I turni verranno attivati in tutte le altre finestre di posizione. Fate quindi clic su diSPIM e fuse per aprire la finestra di dialogo volumi di dati grezzi diSPIM fusibile deconvolta e impostare i parametri come indicato. Una volta impostati tutti i parametri, fare clic su sì e specificare la directory di output in cui salvare i file elaborati prima di fare clic su OK. Nella finestra di anteprima spostare la barra di scorrimento t sul punto di tempo due della finestra e spostare il dispositivo di scorrimento z fino a visualizzare la vista direttamente lungo l'asse lungo dell'embrione.
Spostare la barra di scorrimento t al punto di tempo uno nella finestra di anteprima e utilizzare lo strumento di selezione della linea per disegnare una linea dal nucleo ventrale più rotondo attraverso il piano delle piastre di metafase della cella AB. Fate clic sul pulsante di anteprima diSPIM per salvare le regolazioni precise sull'orientamento del volume dell'immagine visualizzato in anteprima. Impostare le barre di scorrimento t delle finestre del monitor diSPIM sui punti di tempo iniziale e finale dell'intero intervallo di immagini da elaborare.
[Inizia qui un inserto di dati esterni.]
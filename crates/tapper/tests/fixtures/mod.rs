#![allow(dead_code)]
//! Packet and pipeline helpers for end-to-end tests
//!
//! Frames are Ethernet/IPv4/TCP built with `etherparse`; a [`Flow`] keeps
//! both sequence numbers so tests only deal in payloads.

use std::{
    collections::HashSet,
    net::SocketAddrV4,
    sync::Arc,
    time::{Duration, Instant, SystemTime, UNIX_EPOCH},
};

use etherparse::PacketBuilder;
use tap_api::{Capture, Diagnostics};
use tapper::{
    Pipeline, TapperConfig,
    capture::{LinkType, PacketInfo, RawPacket},
    target::TargetPolicy,
};
use tokio::sync::broadcast::error::TryRecvError;

const CLIENT_MAC: [u8; 6] = [0x02, 0, 0, 0, 0, 0x01];
const SERVER_MAC: [u8; 6] = [0x02, 0, 0, 0, 0, 0x02];

#[derive(Debug, Clone, Copy, Default)]
pub struct Flags {
    pub syn: bool,
    pub ack: bool,
    pub fin: bool,
    pub psh: bool,
}

/// Build one Ethernet frame carrying a TCP segment.
pub fn tcp_frame(
    src: SocketAddrV4,
    dst: SocketAddrV4,
    seq: u32,
    ack: u32,
    flags: Flags,
    payload: &[u8],
) -> Vec<u8> {
    let (src_mac, dst_mac) = if src.port() > dst.port() {
        (CLIENT_MAC, SERVER_MAC)
    } else {
        (SERVER_MAC, CLIENT_MAC)
    };
    let mut builder = PacketBuilder::ethernet2(src_mac, dst_mac)
        .ipv4(src.ip().octets(), dst.ip().octets(), 64)
        .tcp(src.port(), dst.port(), seq, 65535);
    if flags.syn {
        builder = builder.syn();
    }
    if flags.ack {
        builder = builder.ack(ack);
    }
    if flags.fin {
        builder = builder.fin();
    }
    if flags.psh {
        builder = builder.psh();
    }
    let mut frame = Vec::with_capacity(builder.size(payload.len()));
    builder.write(&mut frame, payload).unwrap();
    frame
}

pub fn packet(frame: Vec<u8>, timestamp: SystemTime) -> PacketInfo {
    PacketInfo {
        packet:  RawPacket {
            data: frame,
            timestamp,
            link_type: LinkType::Ethernet,
        },
        capture: Capture::Pcap,
        source:  Arc::from("file-test.pcap"),
    }
}

/// Both directions of one TCP connection.
pub struct Flow {
    pub client: SocketAddrV4,
    pub server: SocketAddrV4,
    client_seq: u32,
    server_seq: u32,
    clock:      SystemTime,
}

impl Flow {
    pub fn new(client: &str, server: &str) -> Self {
        Self {
            client:     client.parse().unwrap(),
            server:     server.parse().unwrap(),
            client_seq: 1000,
            server_seq: 5000,
            clock:      UNIX_EPOCH + Duration::from_secs(1_700_000_000),
        }
    }

    fn tick(&mut self) -> SystemTime {
        self.clock += Duration::from_millis(1);
        self.clock
    }

    fn from_client(&mut self, flags: Flags, payload: &[u8]) -> PacketInfo {
        let frame = tcp_frame(
            self.client,
            self.server,
            self.client_seq,
            self.server_seq,
            flags,
            payload,
        );
        self.client_seq = self
            .client_seq
            .wrapping_add(payload.len() as u32 + u32::from(flags.syn || flags.fin));
        let at = self.tick();
        packet(frame, at)
    }

    fn from_server(&mut self, flags: Flags, payload: &[u8]) -> PacketInfo {
        let frame = tcp_frame(
            self.server,
            self.client,
            self.server_seq,
            self.client_seq,
            flags,
            payload,
        );
        self.server_seq = self
            .server_seq
            .wrapping_add(payload.len() as u32 + u32::from(flags.syn || flags.fin));
        let at = self.tick();
        packet(frame, at)
    }

    pub fn handshake(&mut self) -> Vec<PacketInfo> {
        vec![
            self.from_client(
                Flags {
                    syn: true,
                    ..Flags::default()
                },
                b"",
            ),
            self.from_server(
                Flags {
                    syn: true,
                    ack: true,
                    ..Flags::default()
                },
                b"",
            ),
            self.from_client(
                Flags {
                    ack: true,
                    ..Flags::default()
                },
                b"",
            ),
        ]
    }

    pub fn client(&mut self, payload: &[u8]) -> PacketInfo {
        self.from_client(Self::data(), payload)
    }

    pub fn server(&mut self, payload: &[u8]) -> PacketInfo {
        self.from_server(Self::data(), payload)
    }

    /// FIN from the client, answered by FIN from the server.
    pub fn close(&mut self) -> Vec<PacketInfo> {
        let fin = Flags {
            ack: true,
            fin: true,
            ..Flags::default()
        };
        vec![self.from_client(fin, b""), self.from_server(fin, b"")]
    }

    fn data() -> Flags {
        Flags {
            ack: true,
            psh: true,
            ..Flags::default()
        }
    }
}

/// A pipeline tapping every flow, with no local addresses.
pub fn pipeline(config: TapperConfig) -> Pipeline {
    let policy = Arc::new(TargetPolicy::with_own_addresses(&config, HashSet::new()));
    Pipeline::with_policy(config, policy, Arc::new(Diagnostics::default())).unwrap()
}

/// Feed `packets`, shut down and return every published exchange.
pub fn run(pipeline: Pipeline, packets: Vec<PacketInfo>) -> Vec<serde_json::Value> {
    let mut pipeline = pipeline;
    let mut lines = pipeline.subscribe();
    for info in &packets {
        pipeline.process(info, Instant::now());
    }
    let summary = pipeline.shutdown(Duration::from_secs(5)).unwrap();
    assert_eq!(summary.readers_abandoned, 0);

    let mut exchanges = Vec::new();
    loop {
        match lines.try_recv() {
            Ok(line) => exchanges.push(serde_json::from_str(&line).unwrap()),
            Err(TryRecvError::Lagged(_)) => continue,
            Err(TryRecvError::Empty | TryRecvError::Closed) => break,
        }
    }
    exchanges
}

// =========================================================================
// HTTP/2
// =========================================================================

pub const CONNECTION_PREFACE: &[u8] = b"PRI * HTTP/2.0\r\n\r\nSM\r\n\r\n";

const FRAME_TYPE_DATA: u8 = 0x00;
const FRAME_TYPE_HEADERS: u8 = 0x01;
const FRAME_TYPE_SETTINGS: u8 = 0x04;
const FLAG_END_STREAM: u8 = 0x01;
const FLAG_END_HEADERS: u8 = 0x04;

fn frame(frame_type: u8, flags: u8, stream_id: u32, payload: &[u8]) -> Vec<u8> {
    let len = payload.len() as u32;
    let mut out = vec![(len >> 16) as u8, (len >> 8) as u8, len as u8, frame_type, flags];
    out.extend_from_slice(&(stream_id & 0x7fff_ffff).to_be_bytes());
    out.extend_from_slice(payload);
    out
}

pub fn settings_frame() -> Vec<u8> {
    frame(FRAME_TYPE_SETTINGS, 0, 0, &[])
}

pub fn headers_frame(stream_id: u32, block: &[u8], end_stream: bool) -> Vec<u8> {
    let flags = FLAG_END_HEADERS | if end_stream { FLAG_END_STREAM } else { 0 };
    frame(FRAME_TYPE_HEADERS, flags, stream_id, block)
}

pub fn data_frame(stream_id: u32, data: &[u8], end_stream: bool) -> Vec<u8> {
    let flags = if end_stream { FLAG_END_STREAM } else { 0 };
    frame(FRAME_TYPE_DATA, flags, stream_id, data)
}

/// Literal header field without indexing, new name, no Huffman.
pub fn hpack_literal(name: &str, value: &str) -> Vec<u8> {
    let mut out = vec![0x00, name.len() as u8];
    out.extend_from_slice(name.as_bytes());
    out.push(value.len() as u8);
    out.extend_from_slice(value.as_bytes());
    out
}

pub fn hpack_grpc_request(path: &str, authority: &str) -> Vec<u8> {
    // :method POST, :scheme http
    let mut block = vec![0x83, 0x86];
    block.extend(hpack_literal(":path", path));
    block.extend(hpack_literal(":authority", authority));
    block.extend(hpack_literal("content-type", "application/grpc"));
    block.extend(hpack_literal("te", "trailers"));
    block
}

pub fn hpack_grpc_response() -> Vec<u8> {
    // :status 200
    let mut block = vec![0x88];
    block.extend(hpack_literal("content-type", "application/grpc"));
    block
}

/// Length-prefixed gRPC message.
pub fn grpc_message(payload: &[u8]) -> Vec<u8> {
    let mut out = vec![0u8];
    out.extend_from_slice(&(payload.len() as u32).to_be_bytes());
    out.extend_from_slice(payload);
    out
}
Quindi fare clic su OK. Per un'analisi efficiente e accurata del lignaggio cellulare, è fondamentale ottenere un preciso orientamento ADL dei volumi di dati prima dell'elaborazione di Starry Night. Per aprire la serie di tracce di derivazione Notte stellata in AceTree, aprire il file AceTree personalizzato fornito e selezionare apri il file di configurazione per individuare la directory di output indicata in precedenza. Aprire la sottocartella fusibile per l'embrione di interesse e selezionare il file modificato.
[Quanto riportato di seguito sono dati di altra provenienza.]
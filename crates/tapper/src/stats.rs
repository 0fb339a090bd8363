//! Periodic stats report

use std::{sync::Arc, time::Duration};

use serde::Serialize;
use tap_api::{AppStatsSnapshot, Diagnostics};
use tokio_util::sync::CancellationToken;
use tracing::info;

use crate::{
    assembler::{Assembler, AssemblerStats, StreamFactory},
    capture::{SourceManager, SourceStats},
    cleaner::{Cleaner, CleanerStats},
    reader::ReaderPool,
    registry::{RegistryCounts, StreamRegistry},
};

#[derive(Debug, Clone, PartialEq, Eq, Serialize)]
#[serde(rename_all = "camelCase")]
pub struct SourceReport {
    pub name:  String,
    #[serde(flatten)]
    pub stats: SourceStats,
}

/// One stats line. Counters in `app` and `cleaner` cover the interval since
/// the previous report.
#[derive(Debug, Clone, Serialize)]
#[serde(rename_all = "camelCase")]
pub struct StatsReport {
    pub app:                AppStatsSnapshot,
    pub assembler:          AssemblerStats,
    pub cleaner:            CleanerStats,
    pub registry:           RegistryCounts,
    pub live_readers:       usize,
    pub unmatched_messages: usize,
    pub sources:            Vec<SourceReport>,
    pub errors:             u64,
    pub error_types:        usize,
}

pub struct StatsReporter<F: StreamFactory> {
    pub diagnostics: Arc<Diagnostics>,
    pub assembler:   Arc<Assembler<F>>,
    pub cleaner:     Arc<Cleaner<F>>,
    pub registry:    Arc<StreamRegistry>,
    pub readers:     Arc<ReaderPool>,
    pub sources:     Arc<SourceManager>,
}

impl<F: StreamFactory + 'static> StatsReporter<F> {
    /// Collect a report, resetting the interval counters.
    pub fn collect(&self) -> StatsReport {
        let (errors, error_types) = self.diagnostics.errors.totals();
        StatsReport {
            app: self.diagnostics.stats.dump_stats(),
            assembler: self.assembler.stats(),
            cleaner: self.cleaner.take_stats(),
            registry: self.registry.counts(),
            live_readers: self.readers.live(),
            unmatched_messages: self.registry.unmatched(),
            sources: self
                .sources
                .stats()
                .into_iter()
                .map(|(name, stats)| SourceReport {
                    name: name.to_string(),
                    stats,
                })
                .collect(),
            errors,
            error_types,
        }
    }

    pub fn report(&self) -> StatsReport {
        let report = self.collect();
        let rendered = serde_json::to_string(&report).unwrap_or_default();
        info!(
            event.name = "stats.report",
            live_streams = report.app.live_tcp_streams,
            matched = report.app.matched_messages,
            packets = report.app.total_packets,
            stats = %rendered,
            "{}",
            self.diagnostics.errors.summary()
        );
        report
    }

    pub async fn run(self: Arc<Self>, period: Duration, cancel: CancellationToken) {
        let mut ticker = tokio::time::interval(period);
        ticker.tick().await;
        loop {
            tokio::select! {
                _ = cancel.cancelled() => break,
                _ = ticker.tick() => {
                    self.report();
                }
            }
        }
    }
}
//! Masking of personally identifiable data in HTTP exchanges

use base64::{Engine, engine::general_purpose::STANDARD};
use serde_json::Value;
use tap_api::{Body, Exchange, Header, Payload, TrafficFilteringOptions};

/// Replacement for masked values
pub const REDACTED: &str = "[REDACTED]";

/// Normalised field names (lower case, no `-`, `_` or spaces) that mark a
/// field as sensitive when contained in its name.
const SENSITIVE_FIELDS: &[&str] = &[
    "token",
    "authorization",
    "authentication",
    "cookie",
    "userid",
    "password",
    "username",
    "user",
    "key",
    "passcode",
    "pass",
    "auth",
    "authtoken",
    "jwt",
    "bearer",
    "clientid",
    "clientsecret",
    "redirecturi",
    "phonenumber",
    "zip",
    "zipcode",
    "address",
    "country",
    "firstname",
    "lastname",
    "middlename",
    "fname",
    "lname",
    "birthdate",
];

pub(crate) fn is_sensitive(field: &str) -> bool {
    if field == ":authority" || field.eq_ignore_ascii_case("user-agent") {
        return false;
    }
    let normalised: String = field
        .chars()
        .filter(|c| !matches!(c, '-' | '_' | ' '))
        .flat_map(char::to_lowercase)
        .collect();
    SENSITIVE_FIELDS.iter().any(|s| normalised.contains(s))
}

/// Mask headers, query parameters and bodies of both messages in place.
pub(crate) fn redact_exchange(exchange: &mut Exchange, options: &TrafficFilteringOptions) {
    if let Payload::HttpRequest(request) = &mut exchange.request.payload {
        redact_headers(&mut request.headers);
        if !request.query_string.is_empty() {
            for param in &mut request.query_string {
                if is_sensitive(&param.name) {
                    param.value = REDACTED.to_string();
                }
            }
            request.url = rewrite_query(&request.url, &request.query_string);
        }
        redact_body(&mut request.body, options);
    }
    if let Some(response) = &mut exchange.response
        && let Payload::HttpResponse(response) = &mut response.payload
    {
        redact_headers(&mut response.headers);
        redact_body(&mut response.body, options);
    }
}

fn redact_headers(headers: &mut Vec<Header>) {
    headers.retain(|h| {
        !(h.name.eq_ignore_ascii_case("cookie") || h.name.eq_ignore_ascii_case("set-cookie"))
    });
    for header in headers.iter_mut() {
        if is_sensitive(&header.name) {
            header.value = REDACTED.to_string();
        }
    }
}

fn rewrite_query(url: &str, params: &[Header]) -> String {
    let base = url.split_once('?').map_or(url, |(base, _)| base);
    let query = params
        .iter()
        .map(|p| format!("{}={}", p.name, p.value))
        .collect::<Vec<_>>()
        .join("&");
    format!("{base}?{query}")
}

fn redact_body(body: &mut Body, options: &TrafficFilteringOptions) {
    if body.as_bytes.is_empty() {
        return;
    }
    let base64 = body.encoding.as_deref() == Some("base64");
    let raw = if base64 {
        match STANDARD.decode(&body.as_bytes) {
            Ok(raw) => raw,
            Err(_) => return,
        }
    } else {
        body.as_bytes.clone().into_bytes()
    };

    let mime = body
        .mime_type
        .split(';')
        .next()
        .unwrap_or_default()
        .trim()
        .to_ascii_lowercase();
    let filtered = match mime.as_str() {
        "application/json" => redact_json(&raw),
        "text/plain" if !options.plain_text_masking_regexes.is_empty() => {
            Some(mask_plain_text(&raw, options))
        },
        _ => None,
    };

    if let Some(filtered) = filtered {
        body.as_bytes = if base64 {
            STANDARD.encode(&filtered)
        } else {
            String::from_utf8_lossy(&filtered).into_owned()
        };
    }
}

fn redact_json(raw: &[u8]) -> Option<Vec<u8>> {
    let mut value: Value = serde_json::from_slice(raw).ok()?;
    if !value.is_object() {
        return None;
    }
    redact_value(&mut value);
    serde_json::to_vec(&value).ok()
}

fn redact_value(value: &mut Value) {
    match value {
        Value::Object(map) => {
            for (key, nested) in map.iter_mut() {
                if nested.is_object() || nested.is_array() {
                    redact_value(nested);
                } else if !nested.is_null() && is_sensitive(key) {
                    *nested = Value::String(REDACTED.to_string());
                }
            }
        },
        Value::Array(items) => items.iter_mut().for_each(redact_value),
        _ => {},
    }
}

fn mask_plain_text(raw: &[u8], options: &TrafficFilteringOptions) -> Vec<u8> {
    let mut text = String::from_utf8_lossy(raw).into_owned();
    for regex in &options.plain_text_masking_regexes {
        text = regex.replace_all(&text, REDACTED).into_owned();
    }
    text.into_bytes()
}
Quindi fare clic su apri e procedere con la visualizzazione e la modifica del lignaggio come descritto in precedenza. I protocolli ottimizzati non inducono alcuna fototossicità rilevabile agli embrioni valutata dal momento della schiusa e dai tempi relativi alle pietre miliari dello sviluppo. Usando questo protocollo come dimostrato, le cellule non identificate in questa proteina fluorescente verde transgenica che esprime il ceppo nematode sono state determinate per corrispondere ai motoneuroni, alla cellula del canale escretore e a due cellule muscolari.
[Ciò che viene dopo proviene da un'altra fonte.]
use std::{collections::BTreeMap, io::Read};

use tap_api::{Exchange, Protocol};

use super::*;
use crate::stream::StreamReceivers;

#[derive(Default)]
struct Collect(Mutex<Vec<Exchange>>);

impl Emitter for Collect {
    fn emit(&self, exchange: Exchange) {
        self.0.lock().push(exchange);
    }
}

/// Reads a few bytes, then refuses the stream.
struct Refuses {
    id:       ProtocolId,
    peek:     usize,
    attempts: Arc<AtomicUsize>,
}

/// Consumes everything and records what it saw.
struct Accepts {
    id:   ProtocolId,
    seen: Arc<Mutex<Vec<u8>>>,
}

impl Dissector for Refuses {
    fn id(&self) -> ProtocolId {
        self.id
    }

    fn protocols(&self) -> &'static [Protocol] {
        &[]
    }

    fn macros(&self) -> BTreeMap<&'static str, String> {
        BTreeMap::new()
    }

    fn dissect(&self, reader: &mut dyn TcpReader) -> Result<(), DissectError> {
        self.attempts.fetch_add(1, Ordering::Relaxed);
        let mut buf = vec![0; self.peek];
        reader.read_exact(&mut buf)?;
        Err(DissectError::not_protocol(self.id, "refused"))
    }
}

impl Dissector for Accepts {
    fn id(&self) -> ProtocolId {
        self.id
    }

    fn protocols(&self) -> &'static [Protocol] {
        &[]
    }

    fn macros(&self) -> BTreeMap<&'static str, String> {
        BTreeMap::new()
    }

    fn dissect(&self, reader: &mut dyn TcpReader) -> Result<(), DissectError> {
        if !reader.identify(self.id) {
            return Err(DissectError::Claimed(reader.identified().unwrap_or(self.id)));
        }
        let mut all = Vec::new();
        reader.read_to_end(&mut all)?;
        self.seen.lock().extend_from_slice(&all);
        Ok(())
    }
}

fn new_stream(port: u16, dissectors: usize) -> (Arc<Stream>, StreamReceivers) {
    let id = TcpId {
        src_ip:   "10.0.0.1".parse().unwrap(),
        dst_ip:   "10.0.0.2".parse().unwrap(),
        src_port: 43210,
        dst_port: port,
        id:       1,
    };
    let matchers = (0..dissectors).map(|_| RequestResponseMatcher::new()).collect();
    let (stream, rx) = Stream::new(id, Capture::Pcap, Instant::now(), SystemTime::now(), false, matchers);
    (Arc::new(stream), rx)
}

fn context(dissectors: Vec<Box<dyn Dissector>>, emitter: Arc<Collect>) -> ReaderContext {
    ReaderContext {
        dissectors: Arc::new(dissectors),
        emitter,
        options: Arc::new(TrafficFilteringOptions::default()),
        diagnostics: Arc::new(Diagnostics::default()),
    }
}

fn chunk(data: &[u8], ms: u64) -> Chunk {
    Chunk {
        data:      data.to_vec(),
        timestamp: SystemTime::UNIX_EPOCH + Duration::from_millis(ms),
    }
}

#[test]
fn test_failed_dissector_is_followed_by_replay_from_first_byte() {
    let attempts = Arc::new(AtomicUsize::new(0));
    let seen = Arc::new(Mutex::new(Vec::new()));
    let dissectors: Vec<Box<dyn Dissector>> = vec![
        Box::new(Refuses {
            id:       ProtocolId::Http1,
            peek:     6,
            attempts: attempts.clone(),
        }),
        Box::new(Accepts {
            id:   ProtocolId::Http2,
            seen: seen.clone(),
        }),
    ];
    let (stream, rx) = new_stream(80, 2);
    let reader = ChannelReader::new(rx.client, stream.clone(), true, context(dissectors, Arc::default()));

    stream.send(true, chunk(b"abcd", 1));
    stream.send(true, chunk(b"efgh", 2));
    stream.close();
    reader.run();

    assert_eq!(attempts.load(Ordering::Relaxed), 1);
    assert_eq!(&*seen.lock(), b"abcdefgh");
    assert_eq!(stream.protocol(), Some(ProtocolId::Http2));
}

#[test]
fn test_identified_stream_goes_straight_to_its_dissector() {
    let attempts = Arc::new(AtomicUsize::new(0));
    let seen = Arc::new(Mutex::new(Vec::new()));
    let dissectors: Vec<Box<dyn Dissector>> = vec![
        Box::new(Refuses {
            id:       ProtocolId::Http1,
            peek:     1,
            attempts: attempts.clone(),
        }),
        Box::new(Accepts {
            id:   ProtocolId::Http2,
            seen: seen.clone(),
        }),
    ];
    let (stream, rx) = new_stream(80, 2);
    assert!(stream.identify(ProtocolId::Http2));
    let reader = ChannelReader::new(rx.server, stream.clone(), false, context(dissectors, Arc::default()));

    stream.send(false, chunk(b"xyz", 1));
    stream.close();
    reader.run();

    assert_eq!(attempts.load(Ordering::Relaxed), 0);
    assert_eq!(&*seen.lock(), b"xyz");
}

#[test]
fn test_unrecognised_bytes_are_drained_to_eof() {
    let attempts = Arc::new(AtomicUsize::new(0));
    let dissectors: Vec<Box<dyn Dissector>> = vec![Box::new(Refuses {
        id:       ProtocolId::Http1,
        peek:     2,
        attempts: attempts.clone(),
    })];
    let (stream, rx) = new_stream(80, 1);
    let reader = ChannelReader::new(rx.client, stream.clone(), true, context(dissectors, Arc::default()));
    for i in 0..10 {
        stream.send(true, chunk(&[0xff; 32], i));
    }
    stream.close();
    reader.run();

    assert_eq!(attempts.load(Ordering::Relaxed), 1);
    assert_eq!(stream.protocol(), None);
}

#[test]
fn test_capture_time_follows_chunks() {
    let (stream, rx) = new_stream(80, 1);
    let mut reader = ChannelReader::new(rx.client, stream.clone(), true, context(Vec::new(), Arc::default()));
    stream.send(true, chunk(b"ab", 10));
    stream.send(true, chunk(b"cd", 20));
    stream.close();

    let mut two = [0u8; 2];
    reader.read_exact(&mut two).unwrap();
    assert_eq!(reader.capture_time(), SystemTime::UNIX_EPOCH + Duration::from_millis(10));
    reader.read_exact(&mut two).unwrap();
    assert_eq!(&two, b"cd");
    assert_eq!(reader.capture_time(), SystemTime::UNIX_EPOCH + Duration::from_millis(20));
    assert_eq!(reader.read_progress(), 4);
    assert_eq!(reader.read(&mut two).unwrap(), 0, "closed queue reads as EOF");
}

#[test]
fn test_http_exchange_through_reader_pair() {
    let emitter = Arc::new(Collect::default());
    let ctx = context(tap_dissectors::all_dissectors(1024 * 1024), emitter.clone());
    let (stream, rx) = new_stream(80, ProtocolId::ALL.len());

    let client = ChannelReader::new(rx.client, stream.clone(), true, ctx.clone());
    let server = ChannelReader::new(rx.server, stream.clone(), false, ctx);
    let pool = ReaderPool::default();
    pool.spawn("reader-1-c".into(), client).unwrap();
    pool.spawn("reader-1-s".into(), server).unwrap();

    stream.send(true, chunk(b"GET /x HTTP/1.1\r\nHost: a\r\n\r\n", 1));
    stream.send(false, chunk(b"HTTP/1.1 200 OK\r\nContent-Length: 2\r\n\r\nok", 5));
    stream.close();

    assert_eq!(pool.join_all(Duration::from_secs(5)), 0);
    assert_eq!(pool.live(), 0);
    let exchanges = emitter.0.lock();
    assert_eq!(exchanges.len(), 1);
    let summary = exchanges[0].summary();
    assert_eq!(summary.method, "GET");
    assert_eq!(summary.status, Some(200));
    assert_eq!(exchanges[0].elapsed_time, 4);
    assert_eq!(stream.protocol(), Some(ProtocolId::Http1));
}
I neuroni identificati sono stati modellati obliquamente già 360 minuti dopo la fecondazione con l'asse cellulare più lungo che rappresenta l'asse successivo per la crescita della neurite. Da 385 a 410 minuti dopo la fecondazione, i neuriti RMDD hanno esteso circa sei micrometri anteriori dei corpi cellulari. Da 415 a 445 minuti dopo la fecondazione, entrambi i neuriti si estendevano dorsalmente all'interno e intorno all'anello nervoso presuntivo.
In media, ogni neurite RMDD si estendeva a circa 11 micrometri dal corpo cellulare prima di incontrare in modo sincrono la sua controparte controparte controlaterale all'apice dell'anello. Nel loro insieme, questi dati dimostrano che le caratteristiche dello sviluppo neuronale per singole cellule identificabili possono essere esaminate, confrontate e quantificate utilizzando questo protocollo integrato. È importante ricordare di orientare gli embrioni verticalmente in modo che l'asse lungo di ogni embrione sia perpendicolare al lungo asse del coverslip.
Usando questo protocollo, abbiamo iniziato a esplorare il nascente sistema nervoso embrionale da tutte le angolazioni. Ad esempio, durante la nascita cellulare, la migrazione e la differenziazione, la formazione di neurite, la crescita e la fascicolazione.